Figure 3.

Patterning of the PSM in T(s)∷Cre; R-NICD embryos. (A) In situ hybridization of wild-type (panels a,c,e,g,i,k,m) and T(s)∷Cre; R-NICD (panels b,d,f,h,j,l,n) embryos with the probes indicated on top demonstrates grossly normal subdivision of the PSM of T(s)∷Cre; R-NICD embryos. (B) Cyclic expression of Lfng (panels a–c,f–h) and Hes7 (panels k–m,p–r) in wild-type and static expression throughout the PSM in T(s)∷Cre; R-NICD embryos (panels d,e,i,j,n,o,s,t). (Panels e,j) Extended color development revealed low levels of Lfng transcription throughout the posterior PSM. Cyclic expression of Axin2 both in wild-type (panels u–w) and T(s)∷Cre; R-NICD (panels x–z) embryos.

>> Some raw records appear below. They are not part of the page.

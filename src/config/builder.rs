//! Builder pattern for client configuration.
//!
//! Provides a fluent API for assembling a validated [`ClientConfig`].
//!
//! # Example
//!
//! ```
//! use xapi_link::ClientConfig;
//!
//! # fn example() -> xapi_link::Result<()> {
//! let config = ClientConfig::builder()
//!     .credentials("12345", "password")
//!     .send_interval_ms(250)
//!     .max_connections(10)
//!     .build()?;
//! # Ok(())
//! # }
//! ```

// ============================================================================
// Imports
// ============================================================================

use crate::error::Result;

use super::options::{AccountType, ClientConfig, Credentials, PortSet};

// ============================================================================
// ClientConfigBuilder
// ============================================================================

/// Builder for configuring a [`ClientConfig`].
///
/// Use [`ClientConfig::builder()`] to create a new builder.
#[derive(Debug, Default, Clone)]
pub struct ClientConfigBuilder {
    /// Configuration under construction.
    config: ClientConfig,
}

// ============================================================================
// ClientConfigBuilder Implementation
// ============================================================================

impl ClientConfigBuilder {
    /// Creates a builder seeded with defaults.
    #[inline]
    #[must_use]
    pub fn new() -> Self {
        Self::default()
    }

    /// Sets the server host.
    #[inline]
    #[must_use]
    pub fn host(mut self, host: impl Into<String>) -> Self {
        self.config.host = host.into();
        self
    }

    /// Sets all four server ports.
    #[inline]
    #[must_use]
    pub fn ports(mut self, ports: PortSet) -> Self {
        self.config.ports = ports;
        self
    }

    /// Selects demo or real servers.
    #[inline]
    #[must_use]
    pub fn account(mut self, account: AccountType) -> Self {
        self.config.account = account;
        self
    }

    /// Enables or disables TLS.
    #[inline]
    #[must_use]
    pub fn tls(mut self, enabled: bool) -> Self {
        self.config.tls = enabled;
        self
    }

    /// Sets the pause between paced socket operations.
    #[inline]
    #[must_use]
    pub fn send_interval_ms(mut self, millis: u64) -> Self {
        self.config.send_interval_ms = millis;
        self
    }

    /// Sets the global connection budget.
    #[inline]
    #[must_use]
    pub fn max_connections(mut self, max: usize) -> Self {
        self.config.max_connections = max;
        self
    }

    /// Sets the number of connect attempts per open.
    #[inline]
    #[must_use]
    pub fn max_connection_fails(mut self, max: u32) -> Self {
        self.config.max_connection_fails = max;
        self
    }

    /// Sets the outgoing and incoming chunk sizes.
    #[inline]
    #[must_use]
    pub fn chunk_sizes(mut self, send: usize, receive: usize) -> Self {
        self.config.max_send_data = send;
        self.config.max_receive_data = receive;
        self
    }

    /// Sets the keepalive period.
    #[inline]
    #[must_use]
    pub fn ping_interval_ms(mut self, millis: u64) -> Self {
        self.config.ping_interval_ms = millis;
        self
    }

    /// Sets the socket timeout.
    #[inline]
    #[must_use]
    pub fn timeout_ms(mut self, millis: u64) -> Self {
        self.config.timeout_ms = Some(millis);
        self
    }

    /// Sets the bound on waiting for the first bytes of a response.
    #[inline]
    #[must_use]
    pub fn response_timeout_ms(mut self, millis: u64) -> Self {
        self.config.response_timeout_ms = millis;
        self
    }

    /// Sets the login credentials.
    #[inline]
    #[must_use]
    pub fn credentials(mut self, user_id: impl Into<String>, password: impl Into<String>) -> Self {
        self.config.credentials = Credentials::new(user_id, password);
        self
    }

    /// Builds the configuration with validation.
    ///
    /// # Errors
    ///
    /// Returns [`Error::Config`](crate::Error::Config) if a field is out of range
    /// or credentials are missing.
    pub fn build(self) -> Result<ClientConfig> {
        self.config.validate()?;
        Ok(self.config)
    }
}

// ============================================================================
// Tests
// ============================================================================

Cyclic expression of Spry2 in wild-type (panels za–zc) is disrupted in T(s)∷Cre; R-NICD (panels zd,ze) embryos. (C) Tail halves of T(s)∷Cre; R-NICD hybridized with Mesp2 (panels a′,b′,c′) and Lfng (panel a), Hes7 (panel b), and Spry2 (panel c), indicating that in the anterior PSM the Mesp2 expression domain overlaps with the high Lfng and Spry2 expression and with the decreasing Hes7 expression domain. The dotted lines depict the overlapping domains.